## GIVEN INFORMATION
++++++++++++++++++++

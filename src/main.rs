use std::fs::File;
use std::io::{self, BufRead, Write};
use std::path::{Path, PathBuf};

use anyhow::{Context, Result};
use clap::Parser as ClapParser;
use clap::Subcommand;
use env_logger::Builder;
use log::{debug, info};
use memmap2::Mmap;

use rox::ast_printer::AstPrinter;
use rox::parser::Parser;
use rox::scanner::{self, Scanner};
use rox::{Lox, Outcome};

/// Exit status for syntax and resolution errors.
const EXIT_COMPILE_ERROR: i32 = 65;

/// Exit status for runtime errors.
const EXIT_RUNTIME_ERROR: i32 = 70;

#[derive(ClapParser, Debug)]
#[command(version, about = "Lox language interpreter", long_about = None)]
pub struct Cli {
    #[command(subcommand)]
    commands: Commands,

    /// Enable logging to app.log
    #[arg(long, global = true)]
    log: bool,
}

#[derive(Subcommand, Debug)]
enum Commands {
    /// Tokenizes input from a file, printing each token
    Tokenize {
        filename: PathBuf,

        /// Print one JSON object per token
        #[arg(long)]
        json: bool,
    },

    /// Parses a file as a program and prints its syntax tree
    Parse { filename: PathBuf },

    /// Runs a file as a Lox program, or starts a prompt when none is given
    Run { filename: Option<PathBuf> },
}

/// Reads the contents of a UTF-8 source file.
fn read_file(filename: &Path) -> Result<String> {
    info!("Reading file: {:?}", filename);
    let file = File::open(filename).context(format!("Failed to open file {:?}", filename))?;

    let len = file
        .metadata()
        .context(format!("Failed to stat file {:?}", filename))?
        .len();

    // Mapping a zero-length file fails on some platforms.
    if len == 0 {
        return Ok(String::new());
    }

    // SAFETY: the mapping is read once and copied out before it is dropped.
    let mmap = unsafe { Mmap::map(&file) }.context(format!("Failed to map file {:?}", filename))?;

    let text = std::str::from_utf8(&mmap)
        .context(format!("File {:?} is not valid UTF-8", filename))?
        .to_owned();

    info!("Read {} bytes from {:?}", text.len(), filename);

    Ok(text)
}

fn init_logger() -> Result<()> {
    // Create or open the log file
    let log_file = File::create("app.log").context("Failed to create app.log")?;

    // Configure env_logger to write to file with statement number and source line
    Builder::new()
        .format(|buf, record| {
            let module = record.module_path().unwrap_or("<unnamed>");
            let module = module.strip_prefix("rox::").unwrap_or(module);
            writeln!(
                buf,
                "[{}:{}] - {}",
                module,
                record.line().unwrap_or(0),
                record.args()
            )
        })
        .target(env_logger::Target::Pipe(Box::new(log_file)))
        .filter(None, log::LevelFilter::Debug) // Default to Debug, override with RUST_LOG
        .parse_env("RUST_LOG")
        .init();

    info!("Logger initialized, writing to app.log");
    Ok(())
}

fn tokenize(filename: &Path, json: bool) -> Result<()> {
    info!("Running Tokenize subcommand");
    let source = read_file(filename)?;
    let mut tokenized = true;

    let stdout = io::stdout();
    let mut out = stdout.lock();

    for result in Scanner::new(&source) {
        match result {
            Ok(token) => {
                debug!("Scanned token: {}", token);

                if json {
                    writeln!(out, "{}", serde_json::to_string(&token)?)?;
                } else {
                    writeln!(out, "{}", token)?;
                }
            }

            Err(e) => {
                tokenized = false;
                debug!("Tokenization debug: {}", e);
                eprintln!("{}", e);
            }
        }
    }

    out.flush()?;

    if !tokenized {
        debug!("Tokenization failed, exiting with code {}", EXIT_COMPILE_ERROR);
        std::process::exit(EXIT_COMPILE_ERROR);
    }

    info!("Tokenization completed successfully");
    Ok(())
}

fn parse(filename: &Path) -> Result<()> {
    info!("Running Parse subcommand");
    let source = read_file(filename)?;

    let (tokens, mut errors) = scanner::scan(&source);
    let (program, parse_errors) = Parser::new(tokens).parse();
    errors.extend(parse_errors);

    if !errors.is_empty() {
        for e in &errors {
            debug!("Parse debug: {}", e);
            eprintln!("{}", e);
        }
        std::process::exit(EXIT_COMPILE_ERROR);
    }

    println!("{}", AstPrinter::print_program(&program));

    info!("Parse subcommand completed");
    Ok(())
}

fn run_file(filename: &Path) -> Result<()> {
    info!("Running Run subcommand");
    let source = read_file(filename)?;
    info!("Provided input:\n {}", source);

    let mut lox = Lox::new(io::stdout(), io::stderr());

    match lox.run(&source) {
        Outcome::Success => {
            info!("Program executed successfully");
            Ok(())
        }

        Outcome::CompileError(diagnostics) => {
            debug!("{} compile error(s)", diagnostics.len());
            std::process::exit(EXIT_COMPILE_ERROR);
        }

        Outcome::RuntimeError(diagnostic) => {
            debug!("Runtime debug: {:?}", diagnostic);
            std::process::exit(EXIT_RUNTIME_ERROR);
        }
    }
}

/// Interactive prompt.  Errors are reported and the session carries on;
/// globals survive from one line to the next.
fn run_prompt() -> Result<()> {
    info!("Starting REPL");

    let mut lox = Lox::new(io::stdout(), io::stderr());
    let stdin = io::stdin();
    let mut input = stdin.lock();
    let mut line = String::new();

    loop {
        print!("> ");
        io::stdout().flush()?;

        line.clear();
        if input.read_line(&mut line)? == 0 {
            // EOF (ctrl-D)
            println!();
            break;
        }

        let source = complete_statement(line.trim_end());
        if source.is_empty() {
            continue;
        }

        let outcome = lox.run(&source);
        debug!("REPL outcome: {:?}", outcome);
    }

    info!("REPL finished");
    Ok(())
}

/// Let prompt users leave off the trailing `;` of a one-line statement.
fn complete_statement(line: &str) -> String {
    if line.is_empty() || line.ends_with(';') || line.ends_with('}') {
        line.to_string()
    } else {
        format!("{};", line)
    }
}

fn main() -> Result<()> {
    let args: Cli = Cli::parse();

    // Initialize logger only if --log flag is provided
    if args.log {
        init_logger()?;
    } else {
        env_logger::Builder::new()
            .filter_level(log::LevelFilter::Off)
            .parse_env("RUST_LOG")
            .init();
    }

    info!("CLI arguments: {:?}", args);

    match args.commands {
        Commands::Tokenize { filename, json } => tokenize(&filename, json),
        Commands::Parse { filename } => parse(&filename),
        Commands::Run { filename } => match filename {
            Some(filename) => run_file(&filename),
            None => run_prompt(),
        },
    }
}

++++++++++++++++++++

## WHAT THE EXERCISE ASKS
From the records above, transcribe exactly the run of lines that opens with the line holding "return Ok(String::new());" and closes with the line holding "fn init_logger() ->", both included.

## WRITTEN SOLUTION
        return Ok(String::new());
    }

    // SAFETY: the mapping is read once and copied out before it is dropped.
    let mmap = unsafe { Mmap::map(&file) }.context(format!("Failed to map file {:?}", filename))?;

    let text = std::str::from_utf8(&mmap)
        .context(format!("File {:?} is not valid UTF-8", filename))?
        .to_owned();

    info!("Read {} bytes from {:?}", text.len(), filename);

    Ok(text)
}

fn init_logger() -> Result<()> {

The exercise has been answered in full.